SEOUL, South Korea — A senior U.S. official said Wednesday an unexpected meeting this week between the leaders of South Korea and Japan was an “encouraging sign” that the Asian U.S. allies are on track to improve a relationship strained by deep disagreements over trade and history.
David Stilwell, U.S. assistant secretary of state for East Asia and the Pacific, spoke while visiting South Korea weeks before the expiration of a military intelligence-sharing agreement between Seoul and Tokyo. The Trump administration been pressuring its allies to keep the deal, which symbolizes the countries’ trilateral security cooperation with Washington in face of the North Korean nuclear threat and China’s growing influence.
On Monday, South Korean President Moon Jae-in initiated an 11-minute meeting with Japanese Prime Minister Shinzo Abe on the sidelines of a regional forum in Thailand, the latest step taken by Seoul to deescalate the feud with the deadline on the military agreement approaching.
“President Moon and Prime Minister Abe had the opportunity to talk and that’s an encouraging sign as we watched the relationship improve,” Stilwell told reporters after a meeting with South Korean Foreign Minister Kang Kyung-wha.
Seoul’s Foreign Ministry said in a statement that during her talks with Stilwell and Keith Krach, U.S. undersecretary of state for economic growth, energy and the environment, Kang explained South Korean efforts to find “rational solutions” through dialogue over the issues with Japan.
Stilwell also met with Kim Hyun-chong, deputy chief of South Korea’s presidential National Security Office, and they had “constructive and future-oriented” talks over the Seoul-Tokyo military pact and ongoing negotiations between Washington and Seoul on sharing the costs for keeping U.S. troops in South Korea, the presidential Blue House said. South Korean and U.S. officials didn’t share the specifics of their discussions.

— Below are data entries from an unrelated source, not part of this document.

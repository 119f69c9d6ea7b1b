//! Per-axis noise filters
//!
//! Each axis of a channel owns an independent filter. Filters are selected by
//! [`FilterKind`] and wrapped in [`NoiseFilter`], which applies one filter per
//! axis of a [`Vector3`].
//!
//! Non-finite input is rejected at the boundary: the filter state is left
//! untouched and the previous output is returned.

use std::collections::VecDeque;

use nalgebra::Vector3;

use crate::types::FilterKind;

/// Scalar filter applied to one axis
pub trait AxisFilter {
    /// Feed one sample and return the filtered value
    fn apply(&mut self, raw: f64) -> f64;

    /// Return to the initial state
    fn reset(&mut self);
}

/// One-dimensional Kalman filter with a constant-value process model.
///
/// # Example
/// ```
/// use inertial_pipeline::filter::{AxisFilter, KalmanAxisFilter};
///
/// let mut filter = KalmanAxisFilter::new(0.0, 0.1, 1.0);
/// let first = filter.apply(1.0);
/// assert!(first > 0.0 && first < 1.0);
/// ```
#[derive(Debug, Clone, Copy, PartialEq)]
pub struct KalmanAxisFilter {
    process_noise: f64,
    measurement_noise: f64,
    initial_error: f64,
    estimate: f64,
    error: f64,
}

impl KalmanAxisFilter {
    pub fn new(process_noise: f64, measurement_noise: f64, initial_error: f64) -> Self {
        Self {
            process_noise,
            measurement_noise,
            initial_error,
            estimate: 0.0,
            error: initial_error,
        }
    }

    pub fn estimate(&self) -> f64 {
        self.estimate
    }

    /// Current error covariance
    pub fn error(&self) -> f64 {
        self.error
    }
}

impl AxisFilter for KalmanAxisFilter {
    fn apply(&mut self, raw: f64) -> f64 {
        if !raw.is_finite() {
            return self.estimate;
        }

        let predicted_error = self.error + self.process_noise;
        let denominator = predicted_error + self.measurement_noise;
        if denominator <= 0.0 {
            // Reachable only through `new` with all-zero noise; settings
            // validation requires R > 0
            return self.estimate;
        }
        let gain = predicted_error / denominator;
        self.estimate += gain * (raw - self.estimate);
        self.error = (1.0 - gain) * predicted_error;
        self.estimate
    }

    fn reset(&mut self) {
        self.estimate = 0.0;
        self.error = self.initial_error;
    }
}

/// Arithmetic mean over a fixed-capacity FIFO window.
///
/// # Example
/// ```
/// use inertial_pipeline::filter::{AxisFilter, MovingAverageFilter};
///
/// let mut filter = MovingAverageFilter::new(2);
/// assert_eq!(filter.apply(4.0), 4.0);
/// assert_eq!(filter.apply(2.0), 3.0);
/// assert_eq!(filter.apply(0.0), 1.0);
/// ```
#[derive(Debug, Clone, PartialEq)]
pub struct MovingAverageFilter {
    window: VecDeque<f64>,
    capacity: usize,
    sum: f64,
    /// Samples since the running sum was last recomputed from the window
    since_resync: usize,
}

impl MovingAverageFilter {
    /// A zero capacity is treated as one.
    pub fn new(capacity: usize) -> Self {
        let capacity = capacity.max(1);
        Self {
            window: VecDeque::with_capacity(capacity.min(FilterKind::DEFAULT_WINDOW)),
            capacity,
            sum: 0.0,
            since_resync: 0,
        }
    }

    pub fn capacity(&self) -> usize {
        self.capacity
    }

    pub fn len(&self) -> usize {
        self.window.len()
    }

    pub fn is_empty(&self) -> bool {
        self.window.is_empty()
    }

    fn mean(&self) -> f64 {
        if self.window.is_empty() {
            0.0
        } else {
            self.sum / self.window.len() as f64
        }
    }
}

impl AxisFilter for MovingAverageFilter {
    fn apply(&mut self, raw: f64) -> f64 {
        if !raw.is_finite() {
            return self.mean();
        }

        if self.window.len() == self.capacity {
            if let Some(oldest) = self.window.pop_front() {
                self.sum -= oldest;
            }
        }
        self.window.push_back(raw);
        self.sum += raw;
        self.since_resync += 1;

        // Bound rounding drift of the running sum
        if self.window.len() == 1 || self.since_resync >= self.capacity {
            self.sum = self.window.iter().sum();
            self.since_resync = 0;
        }
        self.mean()
    }

    fn reset(&mut self) {
        self.window.clear();
        self.sum = 0.0;
        self.since_resync = 0;
    }
}

/// Identity filter for unfiltered channels
#[derive(Debug, Clone, Copy, Default, PartialEq)]
pub struct PassThrough {
    last: f64,
}

impl AxisFilter for PassThrough {
    fn apply(&mut self, raw: f64) -> f64 {
        if raw.is_finite() {
            self.last = raw;
        }
        self.last
    }

    fn reset(&mut self) {
        self.last = 0.0;
    }
}

/// Noise filter over the three axes of a vector.
///
/// # Example
/// ```
/// use nalgebra::Vector3;
/// use inertial_pipeline::{FilterKind, NoiseFilter};
///
/// let mut filter = NoiseFilter::new(FilterKind::MovingAverage { capacity: 4 });
/// let out = filter.apply(Vector3::new(1.0, -2.0, 0.5));
/// assert_eq!(out, Vector3::new(1.0, -2.0, 0.5));
/// ```
#[derive(Debug, Clone, PartialEq)]
pub enum NoiseFilter {
    None([PassThrough; 3]),
    Kalman([KalmanAxisFilter; 3]),
    MovingAverage([MovingAverageFilter; 3]),
}

impl NoiseFilter {
    pub fn new(kind: FilterKind) -> Self {
        match kind {
            FilterKind::None => NoiseFilter::None([PassThrough::default(); 3]),
            FilterKind::Kalman {
                process_noise,
                measurement_noise,
                initial_error,
            } => NoiseFilter::Kalman(
                [KalmanAxisFilter::new(process_noise, measurement_noise, initial_error); 3],
            ),
            FilterKind::MovingAverage { capacity } => NoiseFilter::MovingAverage([
                MovingAverageFilter::new(capacity),
                MovingAverageFilter::new(capacity),
                MovingAverageFilter::new(capacity),
            ]),
        }
    }

    pub fn apply(&mut self, raw: Vector3<f64>) -> Vector3<f64> {
        match self {
            NoiseFilter::None(axes) => apply_axes(axes, raw),
            NoiseFilter::Kalman(axes) => apply_axes(axes, raw),
            NoiseFilter::MovingAverage(axes) => apply_axes(axes, raw),
        }
    }

    pub fn reset(&mut self) {
        match self {
            NoiseFilter::None(axes) => axes.iter_mut().for_each(AxisFilter::reset),
            NoiseFilter::Kalman(axes) => axes.iter_mut().for_each(AxisFilter::reset),
            NoiseFilter::MovingAverage(axes) => axes.iter_mut().for_each(AxisFilter::reset),
        }
    }
}

fn apply_axes<F: AxisFilter>(axes: &mut [F; 3], raw: Vector3<f64>) -> Vector3<f64> {
    Vector3::new(axes[0].apply(raw.x), axes[1].apply(raw.y), axes[2].apply(raw.z))
}

#[cfg(test)]
mod tests {
    use super::*;

    #[test]
    fn test_kalman_update_equations() {
        let (q, r) = (0.01, 0.1);
        let mut filter = KalmanAxisFilter::new(q, r, 1.0);

        let p_pred: f64 = 1.0 + q;
        let k = p_pred / (p_pred + r);
        let expected = 0.0 + k * (2.0 - 0.0);

        assert_eq!(filter.apply(2.0), expected);
        assert_eq!(filter.error(), (1.0 - k) * p_pred);
    }

    #[test]
    fn test_kalman_converges_monotonically_without_overshoot() {
        let target = 3.5;
        let mut filter = KalmanAxisFilter::new(0.0, 0.5, 1.0);
        let mut previous = filter.estimate();

        for _ in 0..1000 {
            let estimate = filter.apply(target);
            assert!(estimate >= previous, "estimate decreased: {previous} -> {estimate}");
            assert!(estimate <= target, "overshoot: {estimate}");
            previous = estimate;
        }
        assert!((target - previous).abs() < 0.01);
    }

    #[test]
    fn test_kalman_rejects_non_finite_input() {
        let mut filter = KalmanAxisFilter::new(0.01, 0.1, 1.0);
        filter.apply(1.0);
        let before = filter;

        assert_eq!(filter.apply(f64::NAN), before.estimate());
        assert_eq!(filter.apply(f64::INFINITY), before.estimate());
        assert_eq!(filter, before);
    }

    #[test]
    fn test_kalman_reset() {
        let mut filter = KalmanAxisFilter::new(0.01, 0.1, 2.0);
        for _ in 0..10 {
            filter.apply(5.0);
        }
        filter.reset();
        assert_eq!(filter.estimate(), 0.0);
        assert_eq!(filter.error(), 2.0);
    }

    #[test]
    fn test_kalman_zero_noise_holds_estimate() {
        let mut filter = KalmanAxisFilter::new(0.0, 0.0, 0.0);
        assert_eq!(filter.apply(2.0), 0.0);
        assert_eq!(filter.error(), 0.0);
        assert!(filter.estimate().is_finite());
    }

    #[test]
    fn test_moving_average_large_window_allocates_lazily() {
        let mut filter = MovingAverageFilter::new(FilterKind::MAX_WINDOW);
        assert_eq!(filter.capacity(), FilterKind::MAX_WINDOW);
        assert_eq!(filter.apply(1.5), 1.5);
        assert_eq!(filter.apply(2.5), 2.0);
    }

    #[test]
    fn test_moving_average_first_sample_unchanged() {
        let mut filter = MovingAverageFilter::new(100);
        assert_eq!(filter.apply(0.123456), 0.123456);
        assert_eq!(filter.len(), 1);
    }

    #[test]
    fn test_moving_average_evicts_oldest() {
        let mut filter = MovingAverageFilter::new(3);
        filter.apply(1.0);
        filter.apply(2.0);
        assert_eq!(filter.apply(3.0), 2.0);
        assert_eq!(filter.apply(7.0), 4.0);
        assert_eq!(filter.len(), 3);
    }

    #[test]
    fn test_moving_average_converges_to_constant() {
        let mut filter = MovingAverageFilter::new(FilterKind::DEFAULT_WINDOW);
        for i in 0..50 {
            filter.apply(if i % 2 == 0 { 10.0 } else { -3.7 });
        }

        let value = 0.3;
        let mut last = 0.0;
        for _ in 0..FilterKind::DEFAULT_WINDOW {
            last = filter.apply(value);
        }
        assert!((last - value).abs() < 1e-12, "got {last}");
    }

    #[test]
    fn test_moving_average_zero_capacity_and_empty_window() {
        let mut filter = MovingAverageFilter::new(0);
        assert_eq!(filter.capacity(), 1);
        assert_eq!(filter.apply(f64::NAN), 0.0);
        assert!(filter.is_empty());
        assert_eq!(filter.apply(2.0), 2.0);
        assert_eq!(filter.apply(4.0), 4.0);
    }

    #[test]
    fn test_noise_filter_axes_are_independent() {
        let mut filter = NoiseFilter::new(FilterKind::MovingAverage { capacity: 2 });
        filter.apply(Vector3::new(1.0, 10.0, -1.0));
        let out = filter.apply(Vector3::new(3.0, 10.0, 1.0));
        assert_eq!(out, Vector3::new(2.0, 10.0, 0.0));

        filter.reset();
        assert_eq!(filter.apply(Vector3::new(5.0, 5.0, 5.0)), Vector3::new(5.0, 5.0, 5.0));
    }

    #[test]
    fn test_pass_through() {
        let mut filter = NoiseFilter::new(FilterKind::None);
        let v = Vector3::new(0.1, -0.2, 0.3);
        assert_eq!(filter.apply(v), v);
        assert_eq!(filter.apply(Vector3::new(f64::NAN, 1.0, 1.0)).x, 0.1);
    }
}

In recent months, Seoul and Tokyo have seen their relations sink to a low unseen in decades.
Japan has denounced South Korean court rulings calling for Japanese companies to offer reparations to aging South Korean plaintiffs for their World War II forced labor, insisting that all compensation matters were settled when the two countries normalized relations under a 1965 treaty.
South Korea accused Tokyo of ignoring the suffering of South Koreans under Japan’s brutal colonial rule of Korea from 1910 to 1945 and furiously reacted to Japanese moves to tighten controls on key technology exports to the country and downgrade its trade status.
The dispute spilled over to security issues, with Seoul saying it plans to terminate the military agreement with Tokyo. Following an angry reaction from the Trump administration, Seoul said it could reconsider its decision to end the military agreement if Japan relists South Korea as a favored trade partner. The pact will expire in late November.
Monday’s meeting between Moon and Abe was their first since they held a summit on the sidelines of the U.N. General Assembly in September 2018.